[Saved entries]
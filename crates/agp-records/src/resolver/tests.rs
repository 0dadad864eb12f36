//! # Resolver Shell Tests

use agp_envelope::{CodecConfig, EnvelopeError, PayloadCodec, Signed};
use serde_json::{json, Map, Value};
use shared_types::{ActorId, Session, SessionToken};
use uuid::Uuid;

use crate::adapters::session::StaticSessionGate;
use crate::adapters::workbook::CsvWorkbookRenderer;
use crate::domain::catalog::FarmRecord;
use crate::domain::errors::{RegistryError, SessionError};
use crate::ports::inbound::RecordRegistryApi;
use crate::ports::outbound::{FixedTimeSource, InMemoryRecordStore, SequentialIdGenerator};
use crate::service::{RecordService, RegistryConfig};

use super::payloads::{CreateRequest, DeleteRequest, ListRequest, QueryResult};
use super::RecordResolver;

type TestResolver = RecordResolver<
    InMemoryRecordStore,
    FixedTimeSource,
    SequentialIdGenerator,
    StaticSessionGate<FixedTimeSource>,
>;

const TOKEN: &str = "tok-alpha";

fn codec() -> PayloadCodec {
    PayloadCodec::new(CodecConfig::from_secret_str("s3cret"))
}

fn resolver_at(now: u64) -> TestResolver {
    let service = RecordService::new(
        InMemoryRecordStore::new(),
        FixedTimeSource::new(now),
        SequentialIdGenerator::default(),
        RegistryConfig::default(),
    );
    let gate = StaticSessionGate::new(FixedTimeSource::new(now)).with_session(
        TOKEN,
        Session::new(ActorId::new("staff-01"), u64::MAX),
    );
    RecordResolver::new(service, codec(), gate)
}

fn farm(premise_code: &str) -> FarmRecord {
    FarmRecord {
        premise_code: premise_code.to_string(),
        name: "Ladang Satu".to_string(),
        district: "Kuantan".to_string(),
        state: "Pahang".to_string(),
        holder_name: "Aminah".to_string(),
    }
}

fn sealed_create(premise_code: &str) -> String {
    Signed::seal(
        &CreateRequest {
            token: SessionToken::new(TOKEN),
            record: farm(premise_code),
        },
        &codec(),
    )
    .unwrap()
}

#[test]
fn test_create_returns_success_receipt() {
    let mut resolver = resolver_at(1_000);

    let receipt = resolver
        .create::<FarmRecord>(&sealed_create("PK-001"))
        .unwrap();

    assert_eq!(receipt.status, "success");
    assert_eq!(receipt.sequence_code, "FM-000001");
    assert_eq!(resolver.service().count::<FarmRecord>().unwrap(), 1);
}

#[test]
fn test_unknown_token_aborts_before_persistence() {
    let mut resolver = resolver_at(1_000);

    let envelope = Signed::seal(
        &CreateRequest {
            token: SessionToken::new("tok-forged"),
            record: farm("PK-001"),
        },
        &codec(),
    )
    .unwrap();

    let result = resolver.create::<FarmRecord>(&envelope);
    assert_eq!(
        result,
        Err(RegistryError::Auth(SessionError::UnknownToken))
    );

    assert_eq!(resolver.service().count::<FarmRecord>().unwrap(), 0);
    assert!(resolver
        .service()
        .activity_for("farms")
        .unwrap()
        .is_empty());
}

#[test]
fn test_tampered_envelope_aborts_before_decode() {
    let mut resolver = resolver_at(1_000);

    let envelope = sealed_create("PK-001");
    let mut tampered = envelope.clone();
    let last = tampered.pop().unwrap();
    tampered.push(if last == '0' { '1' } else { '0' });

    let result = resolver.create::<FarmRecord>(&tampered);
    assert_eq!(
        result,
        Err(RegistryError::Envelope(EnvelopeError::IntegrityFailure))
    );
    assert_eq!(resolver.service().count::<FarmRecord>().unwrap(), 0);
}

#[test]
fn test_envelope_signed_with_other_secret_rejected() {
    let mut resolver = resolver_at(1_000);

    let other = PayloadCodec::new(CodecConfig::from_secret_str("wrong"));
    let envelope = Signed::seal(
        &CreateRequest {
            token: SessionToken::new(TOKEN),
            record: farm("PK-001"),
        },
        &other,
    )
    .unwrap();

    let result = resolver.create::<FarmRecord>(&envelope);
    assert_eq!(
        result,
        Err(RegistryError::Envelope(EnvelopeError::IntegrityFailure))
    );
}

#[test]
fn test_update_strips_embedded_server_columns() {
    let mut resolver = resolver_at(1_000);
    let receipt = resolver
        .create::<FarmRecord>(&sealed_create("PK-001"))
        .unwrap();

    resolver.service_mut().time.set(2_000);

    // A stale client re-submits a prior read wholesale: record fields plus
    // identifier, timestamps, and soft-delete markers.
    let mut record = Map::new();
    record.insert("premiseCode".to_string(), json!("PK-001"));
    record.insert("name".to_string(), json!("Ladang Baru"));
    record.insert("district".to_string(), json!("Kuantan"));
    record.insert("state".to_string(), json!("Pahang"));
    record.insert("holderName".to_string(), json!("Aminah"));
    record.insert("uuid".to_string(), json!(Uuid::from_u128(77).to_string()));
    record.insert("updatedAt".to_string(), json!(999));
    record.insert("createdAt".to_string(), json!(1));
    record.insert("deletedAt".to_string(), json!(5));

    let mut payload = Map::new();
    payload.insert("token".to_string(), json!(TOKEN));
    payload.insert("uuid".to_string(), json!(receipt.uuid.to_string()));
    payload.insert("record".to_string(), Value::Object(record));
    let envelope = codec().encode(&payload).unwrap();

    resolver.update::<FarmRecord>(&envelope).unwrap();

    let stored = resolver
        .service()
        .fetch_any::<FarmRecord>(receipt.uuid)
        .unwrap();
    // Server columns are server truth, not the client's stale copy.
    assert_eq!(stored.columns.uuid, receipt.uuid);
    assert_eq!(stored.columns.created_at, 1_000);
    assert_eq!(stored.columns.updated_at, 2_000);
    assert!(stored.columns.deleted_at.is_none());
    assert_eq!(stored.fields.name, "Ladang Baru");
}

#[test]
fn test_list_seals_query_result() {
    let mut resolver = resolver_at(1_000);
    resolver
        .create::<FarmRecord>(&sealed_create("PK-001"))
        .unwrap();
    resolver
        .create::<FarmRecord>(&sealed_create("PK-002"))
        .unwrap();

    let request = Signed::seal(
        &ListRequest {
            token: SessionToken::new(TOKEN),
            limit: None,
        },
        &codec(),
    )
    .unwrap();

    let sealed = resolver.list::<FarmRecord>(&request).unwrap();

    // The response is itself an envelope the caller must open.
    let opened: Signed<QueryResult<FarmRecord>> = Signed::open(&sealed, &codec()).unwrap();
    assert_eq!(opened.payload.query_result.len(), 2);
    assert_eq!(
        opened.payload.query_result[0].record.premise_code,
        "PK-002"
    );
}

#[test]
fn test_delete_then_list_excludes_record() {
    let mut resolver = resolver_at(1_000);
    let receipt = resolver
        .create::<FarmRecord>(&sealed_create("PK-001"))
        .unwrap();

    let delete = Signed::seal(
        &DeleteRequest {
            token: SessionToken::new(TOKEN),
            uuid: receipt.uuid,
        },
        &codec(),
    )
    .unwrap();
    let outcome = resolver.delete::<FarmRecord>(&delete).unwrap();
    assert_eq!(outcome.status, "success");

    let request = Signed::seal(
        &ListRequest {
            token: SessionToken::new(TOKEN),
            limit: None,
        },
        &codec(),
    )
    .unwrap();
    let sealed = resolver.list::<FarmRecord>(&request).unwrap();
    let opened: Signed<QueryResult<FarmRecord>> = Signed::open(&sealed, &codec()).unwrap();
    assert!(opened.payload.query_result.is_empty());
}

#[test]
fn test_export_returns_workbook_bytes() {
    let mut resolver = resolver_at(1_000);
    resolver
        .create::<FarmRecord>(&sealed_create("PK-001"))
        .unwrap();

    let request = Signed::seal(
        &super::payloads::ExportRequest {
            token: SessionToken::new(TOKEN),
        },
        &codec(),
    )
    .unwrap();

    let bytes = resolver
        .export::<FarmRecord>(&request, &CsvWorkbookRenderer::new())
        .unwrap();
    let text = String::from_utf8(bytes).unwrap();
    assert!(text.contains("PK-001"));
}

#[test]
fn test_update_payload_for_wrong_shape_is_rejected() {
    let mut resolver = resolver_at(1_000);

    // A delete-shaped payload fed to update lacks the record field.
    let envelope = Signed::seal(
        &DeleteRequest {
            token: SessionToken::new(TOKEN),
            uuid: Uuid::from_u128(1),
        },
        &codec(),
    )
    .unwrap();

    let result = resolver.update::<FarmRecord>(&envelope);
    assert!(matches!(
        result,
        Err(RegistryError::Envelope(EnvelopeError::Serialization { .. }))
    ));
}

Work task:
Look through the entries above and report each line where the string "StaticSessionGate" occurs.

Task solution:
use crate::adapters::session::StaticSessionGate;
    StaticSessionGate<FixedTimeSource>,
    let gate = StaticSessionGate::new(FixedTimeSource::new(now)).with_session(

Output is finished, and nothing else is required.